(Try it)
Below are the records; copy every line in them that holds the string "data".

*** Task input ***

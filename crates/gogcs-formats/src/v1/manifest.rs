use serde::{Deserialize, Serialize};
use serde_json::Value;

use super::SCHEMA_VERSION;
use crate::document::{opt_u64_from_any, versioned_document};
use crate::error::{ManifestError, Result};
use crate::flags::FileFlags;

/// Generation-1 depot manifest
///
/// Items are split into three sequences, each in document order.
#[derive(Debug, Clone, Default, PartialEq, Eq, Serialize)]
pub struct DepotManifestV1 {
    /// Depot name
    pub name: String,
    /// Ordinary files
    pub files: Vec<DepotFileV1>,
    /// Directories
    pub directories: Vec<DepotDirectoryV1>,
    /// Symbolic links
    pub links: Vec<DepotLinkV1>,
}

/// File entry of a generation-1 manifest
#[derive(Debug, Clone, PartialEq, Eq, Serialize)]
pub struct DepotFileV1 {
    /// Install-relative path
    pub path: String,
    /// Size in bytes
    pub size: Option<u64>,
    /// md5 of the file contents
    pub checksum: Option<String>,
    /// Direct download location
    pub url: Option<String>,
    /// Offset of the file inside the download at `url`
    pub offset: Option<u64>,
    /// Executable, hidden and support flags
    pub flags: FileFlags,
}

/// Directory entry of a generation-1 manifest
#[derive(Debug, Clone, PartialEq, Eq, Serialize)]
pub struct DepotDirectoryV1 {
    /// Install-relative path
    pub path: String,
    /// Directory belongs to the support directory
    pub support: bool,
}

/// Symbolic link entry of a generation-1 manifest
#[derive(Debug, Clone, PartialEq, Eq, Serialize)]
pub struct DepotLinkV1 {
    /// Install-relative path of the link
    pub path: String,
    /// Link target
    pub target: String,
    /// Link type tag
    pub link_type: String,
}

#[derive(Deserialize)]
struct RawManifest {
    depot: RawDepot,
}

#[derive(Deserialize)]
struct RawDepot {
    #[serde(default)]
    name: String,
    #[serde(default)]
    files: Vec<Value>,
}

#[derive(Deserialize)]
struct RawFile {
    path: String,
    #[serde(default, deserialize_with = "opt_u64_from_any")]
    size: Option<u64>,
    #[serde(default)]
    hash: Option<String>,
    #[serde(default)]
    url: Option<String>,
    #[serde(default, deserialize_with = "opt_u64_from_any")]
    offset: Option<u64>,
    #[serde(default)]
    executable: bool,
    #[serde(default)]
    hidden: bool,
    #[serde(default)]
    support: bool,
}

#[derive(Deserialize)]
struct RawDirectory {
    path: String,
    #[serde(default)]
    support: bool,
}

#[derive(Deserialize)]
struct RawLink {
    path: String,
    #[serde(default)]
    target: String,
    #[serde(rename = "type")]
    link_type: String,
}

impl From<RawFile> for DepotFileV1 {
    fn from(raw: RawFile) -> Self {
        let mut flags = FileFlags::empty();
        for (set, flag) in [
            (raw.executable, FileFlags::EXECUTABLE),
            (raw.hidden, FileFlags::HIDDEN),
            (raw.support, FileFlags::SUPPORT),
        ] {
            if set {
                flags.insert(flag);
            }
        }

        Self {
            path: raw.path,
            size: raw.size,
            checksum: raw.hash.filter(|hash| !hash.is_empty()),
            url: raw.url.filter(|url| !url.is_empty()),
            offset: raw.offset,
            flags,
        }
    }
}

impl DepotManifestV1 {
    /// Parse a generation-1 depot manifest
    ///
    /// An item with a true `directory` marker is a directory, an item with a
    /// `type` marker is a symbolic link, anything else is a file.
    ///
    /// # Errors
    /// Returns error if:
    /// - The document's `version` is not 1
    /// - An item lacks the fields its kind requires
    pub fn parse(data: &[u8]) -> Result<Self> {
        let value = versioned_document(data, SCHEMA_VERSION)?;
        let raw: RawManifest = serde_json::from_value(value)?;

        let mut manifest = Self {
            name: raw.depot.name,
            ..Self::default()
        };

        for item in raw.depot.files {
            if item.get("directory").and_then(Value::as_bool).unwrap_or(false) {
                let dir: RawDirectory = serde_json::from_value(item)?;
                manifest.directories.push(DepotDirectoryV1 {
                    path: dir.path,
                    support: dir.support,
                });
            } else if item.get("type").is_some() {
                let link: RawLink = serde_json::from_value(item)?;
                manifest.links.push(DepotLinkV1 {
                    path: link.path,
                    target: link.target,
                    link_type: link.link_type,
                });
            } else if item.is_object() {
                let file: RawFile = serde_json::from_value(item)?;
                manifest.files.push(file.into());
            } else {
                return Err(ManifestError::InvalidField {
                    field: "files",
                    reason: format!("expected object, found {item}"),
                });
            }
        }

        tracing::debug!(
            name = %manifest.name,
            files = manifest.files.len(),
            directories = manifest.directories.len(),
            links = manifest.links.len(),
            "Parsed generation-1 depot manifest"
        );

        Ok(manifest)
    }

    /// Sum of the known file sizes, saturating at `u64::MAX`
    pub fn total_size(&self) -> u64 {
        self.files
            .iter()
            .filter_map(|file| file.size)
            .fold(0, u64::saturating_add)
    }
}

*** End of Task input ***

(Problem solution)
    pub fn parse(data: &[u8]) -> Result<Self> {
        let value = versioned_document(data, SCHEMA_VERSION)?;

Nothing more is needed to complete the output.